- [Aim of the exercise] All entries must be given again exactly as written.

- [Collected data entries]
-------------------------

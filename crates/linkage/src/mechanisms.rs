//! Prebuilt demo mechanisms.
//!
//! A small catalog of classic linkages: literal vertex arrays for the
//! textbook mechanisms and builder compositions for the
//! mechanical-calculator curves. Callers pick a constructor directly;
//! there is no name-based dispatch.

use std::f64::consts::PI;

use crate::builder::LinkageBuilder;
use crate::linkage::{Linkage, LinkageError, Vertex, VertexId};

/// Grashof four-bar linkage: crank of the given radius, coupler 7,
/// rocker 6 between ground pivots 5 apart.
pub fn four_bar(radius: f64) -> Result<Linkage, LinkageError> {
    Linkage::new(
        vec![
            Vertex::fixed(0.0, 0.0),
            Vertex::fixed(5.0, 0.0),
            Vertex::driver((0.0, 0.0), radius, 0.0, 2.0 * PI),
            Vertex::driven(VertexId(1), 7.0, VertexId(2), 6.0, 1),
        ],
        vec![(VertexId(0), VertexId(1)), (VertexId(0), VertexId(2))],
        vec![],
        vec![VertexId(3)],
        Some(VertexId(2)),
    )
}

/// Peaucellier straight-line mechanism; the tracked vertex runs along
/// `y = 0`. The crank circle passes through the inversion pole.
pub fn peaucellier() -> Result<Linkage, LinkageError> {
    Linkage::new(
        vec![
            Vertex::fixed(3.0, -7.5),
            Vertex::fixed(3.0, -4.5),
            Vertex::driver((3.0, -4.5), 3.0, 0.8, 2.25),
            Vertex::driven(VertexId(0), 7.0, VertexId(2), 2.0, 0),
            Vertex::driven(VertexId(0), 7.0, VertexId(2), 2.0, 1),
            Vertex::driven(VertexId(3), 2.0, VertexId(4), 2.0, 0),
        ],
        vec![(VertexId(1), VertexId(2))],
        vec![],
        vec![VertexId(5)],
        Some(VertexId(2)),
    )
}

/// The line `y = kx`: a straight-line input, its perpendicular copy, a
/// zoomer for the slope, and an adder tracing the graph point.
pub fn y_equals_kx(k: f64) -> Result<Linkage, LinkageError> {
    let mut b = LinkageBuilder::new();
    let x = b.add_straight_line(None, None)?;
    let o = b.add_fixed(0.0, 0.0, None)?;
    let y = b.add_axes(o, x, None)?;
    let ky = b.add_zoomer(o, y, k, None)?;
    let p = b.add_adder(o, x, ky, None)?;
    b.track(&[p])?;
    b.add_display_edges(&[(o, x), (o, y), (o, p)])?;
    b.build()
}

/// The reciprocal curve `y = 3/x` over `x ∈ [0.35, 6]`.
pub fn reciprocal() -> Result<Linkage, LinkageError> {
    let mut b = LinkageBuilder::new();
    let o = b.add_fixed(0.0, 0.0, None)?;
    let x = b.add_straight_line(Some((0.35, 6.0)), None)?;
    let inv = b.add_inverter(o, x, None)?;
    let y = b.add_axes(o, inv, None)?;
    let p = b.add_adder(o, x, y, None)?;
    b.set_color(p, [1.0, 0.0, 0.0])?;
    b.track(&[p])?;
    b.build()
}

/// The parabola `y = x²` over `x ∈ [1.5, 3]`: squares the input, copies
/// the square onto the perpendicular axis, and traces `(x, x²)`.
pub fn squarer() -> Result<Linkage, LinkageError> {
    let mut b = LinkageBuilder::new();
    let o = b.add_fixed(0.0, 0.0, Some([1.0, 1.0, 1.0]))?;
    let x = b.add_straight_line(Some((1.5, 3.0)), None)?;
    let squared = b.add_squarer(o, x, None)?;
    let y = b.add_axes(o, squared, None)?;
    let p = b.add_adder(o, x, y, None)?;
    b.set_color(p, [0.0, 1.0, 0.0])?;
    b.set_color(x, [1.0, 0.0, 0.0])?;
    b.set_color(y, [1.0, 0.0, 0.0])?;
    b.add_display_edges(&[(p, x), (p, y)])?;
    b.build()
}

-------------------------

- [Response to this task]
filename crates/linkage/src/mechanisms.rs
//! Prebuilt demo mechanisms.
//!
//! A small catalog of classic linkages: literal vertex arrays for the
//! textbook mechanisms and builder compositions for the
//! mechanical-calculator curves. Callers pick a constructor directly;
//! there is no name-based dispatch.

use std::f64::consts::PI;

use crate::builder::LinkageBuilder;
use crate::linkage::{Linkage, LinkageError, Vertex, VertexId};

/// Grashof four-bar linkage: crank of the given radius, coupler 7,
/// rocker 6 between ground pivots 5 apart.
pub fn four_bar(radius: f64) -> Result<Linkage, LinkageError> {
    Linkage::new(
        vec![
            Vertex::fixed(0.0, 0.0),
            Vertex::fixed(5.0, 0.0),
            Vertex::driver((0.0, 0.0), radius, 0.0, 2.0 * PI),
            Vertex::driven(VertexId(1), 7.0, VertexId(2), 6.0, 1),
        ],
        vec![(VertexId(0), VertexId(1)), (VertexId(0), VertexId(2))],
        vec![],
        vec![VertexId(3)],
        Some(VertexId(2)),
    )
}

/// Peaucellier straight-line mechanism; the tracked vertex runs along
/// `y = 0`. The crank circle passes through the inversion pole.
pub fn peaucellier() -> Result<Linkage, LinkageError> {
    Linkage::new(
        vec![
            Vertex::fixed(3.0, -7.5),
            Vertex::fixed(3.0, -4.5),
            Vertex::driver((3.0, -4.5), 3.0, 0.8, 2.25),
            Vertex::driven(VertexId(0), 7.0, VertexId(2), 2.0, 0),
            Vertex::driven(VertexId(0), 7.0, VertexId(2), 2.0, 1),
            Vertex::driven(VertexId(3), 2.0, VertexId(4), 2.0, 0),
        ],
        vec![(VertexId(1), VertexId(2))],
        vec![],
        vec![VertexId(5)],
        Some(VertexId(2)),
    )
}

/// The line `y = kx`: a straight-line input, its perpendicular copy, a
/// zoomer for the slope, and an adder tracing the graph point.
pub fn y_equals_kx(k: f64) -> Result<Linkage, LinkageError> {
    let mut b = LinkageBuilder::new();
    let x = b.add_straight_line(None, None)?;
    let o = b.add_fixed(0.0, 0.0, None)?;
    let y = b.add_axes(o, x, None)?;
    let ky = b.add_zoomer(o, y, k, None)?;
    let p = b.add_adder(o, x, ky, None)?;
    b.track(&[p])?;
    b.add_display_edges(&[(o, x), (o, y), (o, p)])?;
    b.build()
}

/// The reciprocal curve `y = 3/x` over `x ∈ [0.35, 6]`.
pub fn reciprocal() -> Result<Linkage, LinkageError> {
    let mut b = LinkageBuilder::new();
    let o = b.add_fixed(0.0, 0.0, None)?;
    let x = b.add_straight_line(Some((0.35, 6.0)), None)?;
    let inv = b.add_inverter(o, x, None)?;
    let y = b.add_axes(o, inv, None)?;
    let p = b.add_adder(o, x, y, None)?;
    b.set_color(p, [1.0, 0.0, 0.0])?;
    b.track(&[p])?;
    b.build()
}

/// The parabola `y = x²` over `x ∈ [1.5, 3]`: squares the input, copies
/// the square onto the perpendicular axis, and traces `(x, x²)`.
pub fn squarer() -> Result<Linkage, LinkageError> {
    let mut b = LinkageBuilder::new();
    let o = b.add_fixed(0.0, 0.0, Some([1.0, 1.0, 1.0]))?;
    let x = b.add_straight_line(Some((1.5, 3.0)), None)?;
    let squared = b.add_squarer(o, x, None)?;
    let y = b.add_axes(o, squared, None)?;
    let p = b.add_adder(o, x, y, None)?;
    b.set_color(p, [0.0, 1.0, 0.0])?;
    b.set_color(x, [1.0, 0.0, 0.0])?;
    b.set_color(y, [1.0, 0.0, 0.0])?;
    b.add_display_edges(&[(p, x), (p, y)])?;
    b.build()
}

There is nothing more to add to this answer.